Lines from the beginning of the data below through the one containing "impl Related<super::technology::Entity> for" are to be printed exactly as they appear.
##### Extracted records #####
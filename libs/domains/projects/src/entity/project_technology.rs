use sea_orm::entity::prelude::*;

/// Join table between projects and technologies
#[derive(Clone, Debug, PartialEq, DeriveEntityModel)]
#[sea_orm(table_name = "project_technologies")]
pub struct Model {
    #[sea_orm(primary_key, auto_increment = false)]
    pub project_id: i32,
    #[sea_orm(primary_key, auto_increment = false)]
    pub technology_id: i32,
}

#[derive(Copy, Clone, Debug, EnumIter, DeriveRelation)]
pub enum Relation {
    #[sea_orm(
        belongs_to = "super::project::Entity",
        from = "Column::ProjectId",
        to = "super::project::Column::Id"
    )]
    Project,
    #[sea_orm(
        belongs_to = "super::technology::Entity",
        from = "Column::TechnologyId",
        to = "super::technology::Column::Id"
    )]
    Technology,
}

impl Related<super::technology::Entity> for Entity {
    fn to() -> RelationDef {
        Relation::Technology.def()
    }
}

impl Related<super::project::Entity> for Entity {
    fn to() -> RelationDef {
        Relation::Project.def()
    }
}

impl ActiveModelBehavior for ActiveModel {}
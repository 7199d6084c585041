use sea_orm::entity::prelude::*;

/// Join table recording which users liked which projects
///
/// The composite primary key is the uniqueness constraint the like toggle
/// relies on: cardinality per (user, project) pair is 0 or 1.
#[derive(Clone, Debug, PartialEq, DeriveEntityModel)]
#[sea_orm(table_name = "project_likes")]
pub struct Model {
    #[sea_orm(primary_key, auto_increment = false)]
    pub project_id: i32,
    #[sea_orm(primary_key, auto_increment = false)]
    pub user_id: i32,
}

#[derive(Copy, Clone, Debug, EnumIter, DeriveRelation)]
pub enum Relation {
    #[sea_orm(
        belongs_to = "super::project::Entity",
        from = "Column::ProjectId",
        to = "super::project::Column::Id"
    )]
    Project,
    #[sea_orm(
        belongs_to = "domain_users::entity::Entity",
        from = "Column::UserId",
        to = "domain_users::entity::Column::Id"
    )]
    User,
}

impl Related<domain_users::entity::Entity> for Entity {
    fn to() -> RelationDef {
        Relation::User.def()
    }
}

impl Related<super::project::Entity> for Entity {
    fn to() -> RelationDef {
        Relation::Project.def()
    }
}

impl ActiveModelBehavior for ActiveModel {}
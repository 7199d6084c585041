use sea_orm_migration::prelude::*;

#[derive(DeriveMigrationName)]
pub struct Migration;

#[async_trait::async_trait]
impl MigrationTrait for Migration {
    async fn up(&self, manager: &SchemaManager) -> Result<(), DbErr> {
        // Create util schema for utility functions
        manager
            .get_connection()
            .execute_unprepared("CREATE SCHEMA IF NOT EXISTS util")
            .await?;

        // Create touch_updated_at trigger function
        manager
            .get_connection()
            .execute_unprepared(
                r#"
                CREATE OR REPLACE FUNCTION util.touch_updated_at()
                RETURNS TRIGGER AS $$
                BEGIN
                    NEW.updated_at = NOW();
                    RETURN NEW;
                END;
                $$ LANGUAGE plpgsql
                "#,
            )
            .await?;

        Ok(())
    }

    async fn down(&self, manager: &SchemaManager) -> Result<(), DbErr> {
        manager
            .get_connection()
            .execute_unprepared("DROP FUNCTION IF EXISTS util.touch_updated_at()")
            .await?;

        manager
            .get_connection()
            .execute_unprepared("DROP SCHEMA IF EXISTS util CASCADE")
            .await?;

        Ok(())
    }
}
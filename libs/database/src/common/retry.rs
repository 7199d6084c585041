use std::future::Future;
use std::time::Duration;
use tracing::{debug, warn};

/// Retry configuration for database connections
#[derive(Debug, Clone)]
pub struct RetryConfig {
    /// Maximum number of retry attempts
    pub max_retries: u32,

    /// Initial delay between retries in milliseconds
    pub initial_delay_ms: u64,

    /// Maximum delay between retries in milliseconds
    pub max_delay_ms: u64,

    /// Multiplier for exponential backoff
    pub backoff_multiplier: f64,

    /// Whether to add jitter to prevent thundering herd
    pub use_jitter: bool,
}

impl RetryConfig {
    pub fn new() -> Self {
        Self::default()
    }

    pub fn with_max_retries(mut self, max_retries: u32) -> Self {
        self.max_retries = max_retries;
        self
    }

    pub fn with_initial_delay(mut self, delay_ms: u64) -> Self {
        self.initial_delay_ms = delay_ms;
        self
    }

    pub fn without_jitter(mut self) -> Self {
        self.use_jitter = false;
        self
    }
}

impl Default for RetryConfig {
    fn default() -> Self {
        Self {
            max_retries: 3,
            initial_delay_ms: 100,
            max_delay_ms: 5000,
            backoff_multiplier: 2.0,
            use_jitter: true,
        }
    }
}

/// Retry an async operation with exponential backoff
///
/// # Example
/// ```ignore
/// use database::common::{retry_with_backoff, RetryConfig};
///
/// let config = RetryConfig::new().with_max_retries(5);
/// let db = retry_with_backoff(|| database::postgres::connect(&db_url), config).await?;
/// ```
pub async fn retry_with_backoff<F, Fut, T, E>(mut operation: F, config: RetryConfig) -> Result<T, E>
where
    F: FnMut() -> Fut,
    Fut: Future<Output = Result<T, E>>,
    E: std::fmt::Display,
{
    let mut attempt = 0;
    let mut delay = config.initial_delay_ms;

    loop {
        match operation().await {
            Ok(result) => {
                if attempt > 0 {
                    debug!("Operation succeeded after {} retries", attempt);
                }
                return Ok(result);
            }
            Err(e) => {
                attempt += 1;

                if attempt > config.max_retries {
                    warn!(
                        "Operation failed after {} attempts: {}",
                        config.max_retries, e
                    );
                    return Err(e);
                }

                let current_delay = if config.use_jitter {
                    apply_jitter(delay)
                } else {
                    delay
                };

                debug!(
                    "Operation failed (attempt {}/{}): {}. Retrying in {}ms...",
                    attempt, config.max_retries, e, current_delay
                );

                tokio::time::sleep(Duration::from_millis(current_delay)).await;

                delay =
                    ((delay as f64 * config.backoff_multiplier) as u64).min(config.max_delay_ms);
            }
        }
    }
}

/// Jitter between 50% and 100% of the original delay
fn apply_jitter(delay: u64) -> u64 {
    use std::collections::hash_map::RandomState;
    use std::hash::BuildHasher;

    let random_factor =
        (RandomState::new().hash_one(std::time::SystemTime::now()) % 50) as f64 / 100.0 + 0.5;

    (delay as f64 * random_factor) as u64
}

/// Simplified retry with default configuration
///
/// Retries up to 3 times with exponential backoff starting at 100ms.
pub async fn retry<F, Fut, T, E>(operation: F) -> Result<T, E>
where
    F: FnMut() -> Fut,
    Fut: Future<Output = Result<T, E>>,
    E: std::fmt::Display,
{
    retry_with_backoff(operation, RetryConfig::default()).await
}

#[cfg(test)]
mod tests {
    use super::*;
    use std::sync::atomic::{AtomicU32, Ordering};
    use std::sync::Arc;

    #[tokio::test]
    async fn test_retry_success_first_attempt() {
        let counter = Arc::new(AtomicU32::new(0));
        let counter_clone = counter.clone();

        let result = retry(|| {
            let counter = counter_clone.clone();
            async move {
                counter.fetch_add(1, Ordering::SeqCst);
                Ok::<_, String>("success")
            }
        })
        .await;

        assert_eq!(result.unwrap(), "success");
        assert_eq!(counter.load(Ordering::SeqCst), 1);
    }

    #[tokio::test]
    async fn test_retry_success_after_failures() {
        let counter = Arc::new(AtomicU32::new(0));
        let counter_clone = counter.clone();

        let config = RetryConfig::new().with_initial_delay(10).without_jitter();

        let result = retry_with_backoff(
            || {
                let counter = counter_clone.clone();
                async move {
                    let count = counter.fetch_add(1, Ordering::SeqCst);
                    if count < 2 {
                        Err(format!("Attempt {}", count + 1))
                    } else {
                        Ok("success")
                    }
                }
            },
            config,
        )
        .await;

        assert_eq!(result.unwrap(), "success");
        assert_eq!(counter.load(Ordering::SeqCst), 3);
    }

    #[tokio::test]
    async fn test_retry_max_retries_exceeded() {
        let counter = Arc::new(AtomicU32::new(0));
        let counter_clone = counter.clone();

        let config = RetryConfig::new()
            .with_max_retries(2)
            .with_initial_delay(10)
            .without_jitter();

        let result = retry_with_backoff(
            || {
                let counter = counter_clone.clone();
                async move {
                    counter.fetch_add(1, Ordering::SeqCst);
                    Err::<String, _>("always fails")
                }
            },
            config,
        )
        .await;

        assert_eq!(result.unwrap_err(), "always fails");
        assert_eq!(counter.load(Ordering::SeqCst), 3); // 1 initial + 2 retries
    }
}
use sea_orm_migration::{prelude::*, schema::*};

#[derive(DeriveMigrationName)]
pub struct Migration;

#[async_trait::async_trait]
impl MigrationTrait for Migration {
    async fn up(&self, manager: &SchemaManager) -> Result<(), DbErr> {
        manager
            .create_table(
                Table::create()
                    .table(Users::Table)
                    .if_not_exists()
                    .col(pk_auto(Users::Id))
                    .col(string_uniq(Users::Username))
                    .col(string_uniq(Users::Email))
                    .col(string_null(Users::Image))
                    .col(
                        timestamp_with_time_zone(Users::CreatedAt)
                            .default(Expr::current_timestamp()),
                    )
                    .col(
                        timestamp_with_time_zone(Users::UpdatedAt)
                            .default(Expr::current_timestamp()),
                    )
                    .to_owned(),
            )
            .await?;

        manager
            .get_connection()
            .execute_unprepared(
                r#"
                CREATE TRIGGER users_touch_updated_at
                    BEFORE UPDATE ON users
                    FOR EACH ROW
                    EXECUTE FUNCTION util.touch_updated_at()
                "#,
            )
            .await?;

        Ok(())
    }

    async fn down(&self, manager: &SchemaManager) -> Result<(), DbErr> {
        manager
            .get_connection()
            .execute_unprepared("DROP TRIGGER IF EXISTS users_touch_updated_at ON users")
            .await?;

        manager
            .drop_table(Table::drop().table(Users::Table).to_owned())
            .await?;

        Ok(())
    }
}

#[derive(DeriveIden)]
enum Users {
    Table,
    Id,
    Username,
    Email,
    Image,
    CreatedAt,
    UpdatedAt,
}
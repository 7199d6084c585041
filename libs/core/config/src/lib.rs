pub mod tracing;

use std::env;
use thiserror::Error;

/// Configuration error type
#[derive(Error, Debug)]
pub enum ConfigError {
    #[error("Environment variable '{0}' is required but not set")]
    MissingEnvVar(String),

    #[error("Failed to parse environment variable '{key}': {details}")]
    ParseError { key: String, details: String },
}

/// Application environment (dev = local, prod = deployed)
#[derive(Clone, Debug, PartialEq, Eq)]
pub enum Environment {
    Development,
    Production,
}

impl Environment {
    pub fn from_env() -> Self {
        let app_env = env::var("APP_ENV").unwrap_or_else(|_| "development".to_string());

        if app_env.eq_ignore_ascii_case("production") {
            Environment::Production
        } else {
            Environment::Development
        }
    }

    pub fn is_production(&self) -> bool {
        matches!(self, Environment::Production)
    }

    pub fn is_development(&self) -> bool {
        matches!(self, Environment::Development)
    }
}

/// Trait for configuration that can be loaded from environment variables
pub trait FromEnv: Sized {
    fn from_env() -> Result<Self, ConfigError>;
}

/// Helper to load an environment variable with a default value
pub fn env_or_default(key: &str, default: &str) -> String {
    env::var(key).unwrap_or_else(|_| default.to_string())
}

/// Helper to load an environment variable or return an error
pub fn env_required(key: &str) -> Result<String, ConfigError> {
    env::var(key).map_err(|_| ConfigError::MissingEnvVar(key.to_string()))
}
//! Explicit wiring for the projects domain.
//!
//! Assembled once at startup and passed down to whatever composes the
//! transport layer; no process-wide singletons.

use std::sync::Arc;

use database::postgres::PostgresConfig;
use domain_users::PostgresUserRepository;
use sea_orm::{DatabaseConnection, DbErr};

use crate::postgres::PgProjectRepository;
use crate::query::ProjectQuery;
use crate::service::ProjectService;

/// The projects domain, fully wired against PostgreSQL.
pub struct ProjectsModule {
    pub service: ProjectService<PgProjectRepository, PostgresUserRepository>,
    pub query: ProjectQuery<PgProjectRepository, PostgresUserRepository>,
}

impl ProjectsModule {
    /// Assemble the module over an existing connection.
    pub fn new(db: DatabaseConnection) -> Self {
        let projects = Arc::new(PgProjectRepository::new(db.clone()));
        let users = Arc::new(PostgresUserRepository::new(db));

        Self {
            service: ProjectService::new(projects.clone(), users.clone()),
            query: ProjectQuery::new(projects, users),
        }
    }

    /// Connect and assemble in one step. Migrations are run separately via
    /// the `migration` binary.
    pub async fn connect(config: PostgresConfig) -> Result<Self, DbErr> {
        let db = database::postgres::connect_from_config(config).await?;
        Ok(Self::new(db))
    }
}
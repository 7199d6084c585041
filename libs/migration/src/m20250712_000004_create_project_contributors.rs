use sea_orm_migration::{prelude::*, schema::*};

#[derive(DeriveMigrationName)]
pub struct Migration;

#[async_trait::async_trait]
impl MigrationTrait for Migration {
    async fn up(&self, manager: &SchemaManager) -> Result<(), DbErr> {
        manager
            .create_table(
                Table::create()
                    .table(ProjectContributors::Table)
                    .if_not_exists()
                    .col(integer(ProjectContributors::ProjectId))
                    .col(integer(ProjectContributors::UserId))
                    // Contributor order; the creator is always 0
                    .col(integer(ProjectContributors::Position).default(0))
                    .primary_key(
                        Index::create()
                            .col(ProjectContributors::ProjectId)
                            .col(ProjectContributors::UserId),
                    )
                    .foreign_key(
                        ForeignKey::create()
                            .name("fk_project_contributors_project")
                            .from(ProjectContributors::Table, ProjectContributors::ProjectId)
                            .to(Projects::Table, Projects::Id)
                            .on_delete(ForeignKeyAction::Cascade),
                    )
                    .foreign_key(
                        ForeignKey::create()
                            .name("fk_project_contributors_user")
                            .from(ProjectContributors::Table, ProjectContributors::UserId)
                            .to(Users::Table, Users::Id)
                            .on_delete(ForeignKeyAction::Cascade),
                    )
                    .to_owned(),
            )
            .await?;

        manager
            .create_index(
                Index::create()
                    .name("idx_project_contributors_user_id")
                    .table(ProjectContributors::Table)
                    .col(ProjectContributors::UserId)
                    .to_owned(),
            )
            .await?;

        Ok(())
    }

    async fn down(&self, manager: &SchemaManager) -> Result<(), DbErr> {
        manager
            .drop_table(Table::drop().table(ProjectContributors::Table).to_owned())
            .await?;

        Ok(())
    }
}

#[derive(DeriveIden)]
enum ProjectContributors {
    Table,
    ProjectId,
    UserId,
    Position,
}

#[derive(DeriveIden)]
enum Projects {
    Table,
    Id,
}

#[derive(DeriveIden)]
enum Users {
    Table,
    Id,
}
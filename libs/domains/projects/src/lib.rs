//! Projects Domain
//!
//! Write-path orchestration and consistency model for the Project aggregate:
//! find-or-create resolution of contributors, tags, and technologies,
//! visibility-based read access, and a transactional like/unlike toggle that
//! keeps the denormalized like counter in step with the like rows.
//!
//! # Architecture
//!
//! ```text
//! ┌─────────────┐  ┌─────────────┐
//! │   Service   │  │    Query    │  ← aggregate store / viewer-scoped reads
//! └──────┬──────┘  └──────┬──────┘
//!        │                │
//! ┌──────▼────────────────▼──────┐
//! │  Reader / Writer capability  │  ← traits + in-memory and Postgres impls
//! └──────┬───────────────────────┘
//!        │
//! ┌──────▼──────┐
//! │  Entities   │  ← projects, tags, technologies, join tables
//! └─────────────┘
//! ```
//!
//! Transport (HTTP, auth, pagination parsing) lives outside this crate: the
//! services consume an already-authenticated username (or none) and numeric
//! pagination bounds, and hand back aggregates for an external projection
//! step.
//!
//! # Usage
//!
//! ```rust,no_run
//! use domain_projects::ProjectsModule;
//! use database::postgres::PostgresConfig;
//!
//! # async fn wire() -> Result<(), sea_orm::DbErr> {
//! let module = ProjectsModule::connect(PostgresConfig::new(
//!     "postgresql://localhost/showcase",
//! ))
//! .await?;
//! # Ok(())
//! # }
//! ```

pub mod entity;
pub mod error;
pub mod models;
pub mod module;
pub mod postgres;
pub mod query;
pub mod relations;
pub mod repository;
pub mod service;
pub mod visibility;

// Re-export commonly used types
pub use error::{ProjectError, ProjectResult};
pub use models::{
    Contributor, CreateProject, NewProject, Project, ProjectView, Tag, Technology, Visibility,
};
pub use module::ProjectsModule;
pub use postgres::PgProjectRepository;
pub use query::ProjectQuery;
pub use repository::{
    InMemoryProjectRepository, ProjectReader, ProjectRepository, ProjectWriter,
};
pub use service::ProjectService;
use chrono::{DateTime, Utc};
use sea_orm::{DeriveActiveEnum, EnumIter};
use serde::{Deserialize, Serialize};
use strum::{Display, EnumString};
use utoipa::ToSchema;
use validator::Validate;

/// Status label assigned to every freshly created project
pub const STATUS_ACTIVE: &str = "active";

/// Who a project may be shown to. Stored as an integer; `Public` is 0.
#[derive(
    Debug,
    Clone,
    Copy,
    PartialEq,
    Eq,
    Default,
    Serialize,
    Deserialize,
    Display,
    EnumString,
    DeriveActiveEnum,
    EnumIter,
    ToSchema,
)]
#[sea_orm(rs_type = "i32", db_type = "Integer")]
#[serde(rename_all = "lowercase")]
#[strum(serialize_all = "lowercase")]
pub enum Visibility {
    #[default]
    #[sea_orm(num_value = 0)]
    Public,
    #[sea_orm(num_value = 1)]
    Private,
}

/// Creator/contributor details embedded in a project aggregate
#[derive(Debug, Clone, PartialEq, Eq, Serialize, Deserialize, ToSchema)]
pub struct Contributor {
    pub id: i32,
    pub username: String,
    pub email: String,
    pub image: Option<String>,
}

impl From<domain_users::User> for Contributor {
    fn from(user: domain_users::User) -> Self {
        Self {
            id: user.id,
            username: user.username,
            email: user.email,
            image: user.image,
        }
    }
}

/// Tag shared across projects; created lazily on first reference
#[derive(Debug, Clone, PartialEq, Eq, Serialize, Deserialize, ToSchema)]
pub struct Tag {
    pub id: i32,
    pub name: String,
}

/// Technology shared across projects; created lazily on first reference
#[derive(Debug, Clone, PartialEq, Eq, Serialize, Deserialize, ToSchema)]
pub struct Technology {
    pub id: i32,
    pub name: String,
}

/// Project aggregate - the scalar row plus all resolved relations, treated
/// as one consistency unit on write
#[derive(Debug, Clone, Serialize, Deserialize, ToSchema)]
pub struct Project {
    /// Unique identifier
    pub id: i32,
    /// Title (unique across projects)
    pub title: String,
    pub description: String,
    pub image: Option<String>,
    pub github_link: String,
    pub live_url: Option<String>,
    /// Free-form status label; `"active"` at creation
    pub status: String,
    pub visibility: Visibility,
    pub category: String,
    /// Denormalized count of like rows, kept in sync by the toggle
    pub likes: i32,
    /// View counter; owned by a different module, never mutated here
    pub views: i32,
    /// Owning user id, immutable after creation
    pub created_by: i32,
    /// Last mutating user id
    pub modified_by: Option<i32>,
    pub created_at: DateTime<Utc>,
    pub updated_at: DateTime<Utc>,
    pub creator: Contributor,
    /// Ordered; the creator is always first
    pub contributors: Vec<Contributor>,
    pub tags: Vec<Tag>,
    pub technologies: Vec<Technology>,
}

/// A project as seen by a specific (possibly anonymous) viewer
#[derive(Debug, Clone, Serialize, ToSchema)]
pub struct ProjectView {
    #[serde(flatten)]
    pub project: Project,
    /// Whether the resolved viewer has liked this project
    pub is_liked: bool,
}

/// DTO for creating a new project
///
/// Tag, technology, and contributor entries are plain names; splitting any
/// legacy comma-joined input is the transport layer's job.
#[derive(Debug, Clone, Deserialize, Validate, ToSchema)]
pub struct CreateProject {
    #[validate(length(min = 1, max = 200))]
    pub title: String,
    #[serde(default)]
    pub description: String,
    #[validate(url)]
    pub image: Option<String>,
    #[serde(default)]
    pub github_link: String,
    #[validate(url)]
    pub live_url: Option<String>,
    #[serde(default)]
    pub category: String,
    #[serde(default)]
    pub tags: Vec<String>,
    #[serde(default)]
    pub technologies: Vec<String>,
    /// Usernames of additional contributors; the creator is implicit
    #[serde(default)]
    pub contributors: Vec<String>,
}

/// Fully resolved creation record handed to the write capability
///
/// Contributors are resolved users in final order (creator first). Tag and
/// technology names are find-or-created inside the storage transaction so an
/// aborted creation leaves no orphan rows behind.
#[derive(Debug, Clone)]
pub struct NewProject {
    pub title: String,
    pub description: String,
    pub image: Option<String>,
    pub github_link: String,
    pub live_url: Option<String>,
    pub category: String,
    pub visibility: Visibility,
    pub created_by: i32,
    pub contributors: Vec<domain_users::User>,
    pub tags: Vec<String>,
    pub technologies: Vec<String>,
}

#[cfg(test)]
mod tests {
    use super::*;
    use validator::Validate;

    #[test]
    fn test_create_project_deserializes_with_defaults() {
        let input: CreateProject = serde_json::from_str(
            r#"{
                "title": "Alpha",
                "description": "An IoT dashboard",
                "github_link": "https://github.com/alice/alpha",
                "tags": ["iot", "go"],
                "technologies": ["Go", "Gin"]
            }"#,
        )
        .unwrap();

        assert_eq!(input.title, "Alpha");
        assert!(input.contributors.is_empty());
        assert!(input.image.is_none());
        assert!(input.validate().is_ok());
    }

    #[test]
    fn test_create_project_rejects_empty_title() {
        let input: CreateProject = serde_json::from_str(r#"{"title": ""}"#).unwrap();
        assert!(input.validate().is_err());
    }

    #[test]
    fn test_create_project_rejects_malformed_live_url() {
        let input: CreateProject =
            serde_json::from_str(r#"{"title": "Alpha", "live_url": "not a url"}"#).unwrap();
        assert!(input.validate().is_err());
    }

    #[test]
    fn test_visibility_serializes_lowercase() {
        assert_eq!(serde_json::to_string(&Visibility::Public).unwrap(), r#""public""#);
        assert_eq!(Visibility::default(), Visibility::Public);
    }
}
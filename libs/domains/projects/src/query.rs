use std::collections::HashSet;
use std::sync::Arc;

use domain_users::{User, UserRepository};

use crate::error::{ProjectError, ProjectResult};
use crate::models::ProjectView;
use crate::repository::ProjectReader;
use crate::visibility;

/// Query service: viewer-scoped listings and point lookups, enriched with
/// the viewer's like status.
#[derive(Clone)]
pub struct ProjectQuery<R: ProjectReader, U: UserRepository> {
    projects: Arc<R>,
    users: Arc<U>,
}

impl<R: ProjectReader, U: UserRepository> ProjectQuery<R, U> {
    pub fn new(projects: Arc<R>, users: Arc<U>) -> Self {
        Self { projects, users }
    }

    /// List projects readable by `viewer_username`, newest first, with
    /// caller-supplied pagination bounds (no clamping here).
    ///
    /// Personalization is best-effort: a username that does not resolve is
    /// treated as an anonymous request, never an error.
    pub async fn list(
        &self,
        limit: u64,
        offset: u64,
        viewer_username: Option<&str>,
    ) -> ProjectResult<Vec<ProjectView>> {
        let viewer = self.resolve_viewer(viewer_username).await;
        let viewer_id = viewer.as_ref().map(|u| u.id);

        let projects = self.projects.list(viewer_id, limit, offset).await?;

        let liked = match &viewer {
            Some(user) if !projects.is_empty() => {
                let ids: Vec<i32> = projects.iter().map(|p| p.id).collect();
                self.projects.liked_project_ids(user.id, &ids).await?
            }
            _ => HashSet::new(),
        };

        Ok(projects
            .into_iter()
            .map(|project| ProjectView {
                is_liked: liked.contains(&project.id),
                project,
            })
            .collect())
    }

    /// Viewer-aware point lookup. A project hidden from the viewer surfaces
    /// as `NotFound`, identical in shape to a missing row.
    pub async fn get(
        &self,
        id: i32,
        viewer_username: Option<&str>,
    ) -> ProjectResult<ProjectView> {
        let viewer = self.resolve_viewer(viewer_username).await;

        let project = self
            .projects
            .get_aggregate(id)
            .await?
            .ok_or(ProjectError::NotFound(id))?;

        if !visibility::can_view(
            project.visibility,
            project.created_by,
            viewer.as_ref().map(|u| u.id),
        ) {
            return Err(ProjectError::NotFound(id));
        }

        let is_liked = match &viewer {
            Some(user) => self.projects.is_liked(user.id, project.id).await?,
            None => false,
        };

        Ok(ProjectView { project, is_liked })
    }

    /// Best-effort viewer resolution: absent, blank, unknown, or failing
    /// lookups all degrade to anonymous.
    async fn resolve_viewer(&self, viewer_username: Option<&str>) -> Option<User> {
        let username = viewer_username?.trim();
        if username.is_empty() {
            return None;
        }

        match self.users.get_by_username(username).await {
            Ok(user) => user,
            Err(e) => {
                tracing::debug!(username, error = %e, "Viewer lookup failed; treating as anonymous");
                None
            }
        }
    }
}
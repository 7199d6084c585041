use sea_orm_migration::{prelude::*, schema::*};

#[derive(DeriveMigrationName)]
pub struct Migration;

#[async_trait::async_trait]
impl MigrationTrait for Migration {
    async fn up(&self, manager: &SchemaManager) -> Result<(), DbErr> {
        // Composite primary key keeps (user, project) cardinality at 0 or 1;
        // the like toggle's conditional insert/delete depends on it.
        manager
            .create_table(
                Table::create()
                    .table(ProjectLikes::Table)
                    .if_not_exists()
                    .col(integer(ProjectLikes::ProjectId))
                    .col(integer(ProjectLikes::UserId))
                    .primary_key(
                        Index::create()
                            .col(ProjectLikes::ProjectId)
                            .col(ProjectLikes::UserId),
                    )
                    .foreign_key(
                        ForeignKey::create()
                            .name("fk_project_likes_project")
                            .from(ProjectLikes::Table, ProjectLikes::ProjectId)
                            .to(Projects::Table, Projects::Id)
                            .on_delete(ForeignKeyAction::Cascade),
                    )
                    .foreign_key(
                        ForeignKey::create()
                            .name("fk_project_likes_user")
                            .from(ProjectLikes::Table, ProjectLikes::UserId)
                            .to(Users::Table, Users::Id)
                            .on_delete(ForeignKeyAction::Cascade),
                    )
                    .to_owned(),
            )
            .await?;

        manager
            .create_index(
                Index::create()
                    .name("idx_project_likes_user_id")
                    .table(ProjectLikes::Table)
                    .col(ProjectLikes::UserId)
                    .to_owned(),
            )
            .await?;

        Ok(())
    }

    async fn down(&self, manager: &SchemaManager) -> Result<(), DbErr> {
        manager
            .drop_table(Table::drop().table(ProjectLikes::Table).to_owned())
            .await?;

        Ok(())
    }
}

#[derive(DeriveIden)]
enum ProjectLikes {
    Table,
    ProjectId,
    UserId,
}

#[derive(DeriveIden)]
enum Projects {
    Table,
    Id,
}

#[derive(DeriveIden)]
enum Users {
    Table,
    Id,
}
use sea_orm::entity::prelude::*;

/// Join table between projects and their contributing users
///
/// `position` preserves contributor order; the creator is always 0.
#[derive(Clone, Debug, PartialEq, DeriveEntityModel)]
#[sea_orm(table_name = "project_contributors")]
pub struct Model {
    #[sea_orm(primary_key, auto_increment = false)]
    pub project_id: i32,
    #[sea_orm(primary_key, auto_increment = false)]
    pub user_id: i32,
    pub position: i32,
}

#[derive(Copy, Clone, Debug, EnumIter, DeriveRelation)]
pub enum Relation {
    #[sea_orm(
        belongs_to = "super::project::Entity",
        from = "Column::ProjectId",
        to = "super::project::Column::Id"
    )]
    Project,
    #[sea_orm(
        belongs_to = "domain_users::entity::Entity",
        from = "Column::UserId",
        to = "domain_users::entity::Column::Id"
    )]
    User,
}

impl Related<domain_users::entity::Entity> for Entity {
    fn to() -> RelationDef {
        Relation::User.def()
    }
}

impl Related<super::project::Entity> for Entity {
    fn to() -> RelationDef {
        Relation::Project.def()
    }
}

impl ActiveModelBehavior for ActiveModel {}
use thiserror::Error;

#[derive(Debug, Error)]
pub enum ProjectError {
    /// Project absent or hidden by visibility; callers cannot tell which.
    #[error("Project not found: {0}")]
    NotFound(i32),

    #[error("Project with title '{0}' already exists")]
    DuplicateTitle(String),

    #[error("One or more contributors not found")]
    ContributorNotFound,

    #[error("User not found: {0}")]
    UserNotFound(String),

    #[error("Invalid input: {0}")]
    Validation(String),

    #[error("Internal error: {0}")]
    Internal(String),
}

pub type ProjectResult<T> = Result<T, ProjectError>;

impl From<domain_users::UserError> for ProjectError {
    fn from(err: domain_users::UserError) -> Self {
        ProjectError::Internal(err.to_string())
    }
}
#####
**Result for this task**
filename libs/domains/projects/src/entity/project_technology.rs
use sea_orm::entity::prelude::*;

/// Join table between projects and technologies
#[derive(Clone, Debug, PartialEq, DeriveEntityModel)]
#[sea_orm(table_name = "project_technologies")]
pub struct Model {
    #[sea_orm(primary_key, auto_increment = false)]
    pub project_id: i32,
    #[sea_orm(primary_key, auto_increment = false)]
    pub technology_id: i32,
}

#[derive(Copy, Clone, Debug, EnumIter, DeriveRelation)]
pub enum Relation {
    #[sea_orm(
        belongs_to = "super::project::Entity",
        from = "Column::ProjectId",
        to = "super::project::Column::Id"
    )]
    Project,
    #[sea_orm(
        belongs_to = "super::technology::Entity",
        from = "Column::TechnologyId",
        to = "super::technology::Column::Id"
    )]
    Technology,
}

impl Related<super::technology::Entity> for Entity {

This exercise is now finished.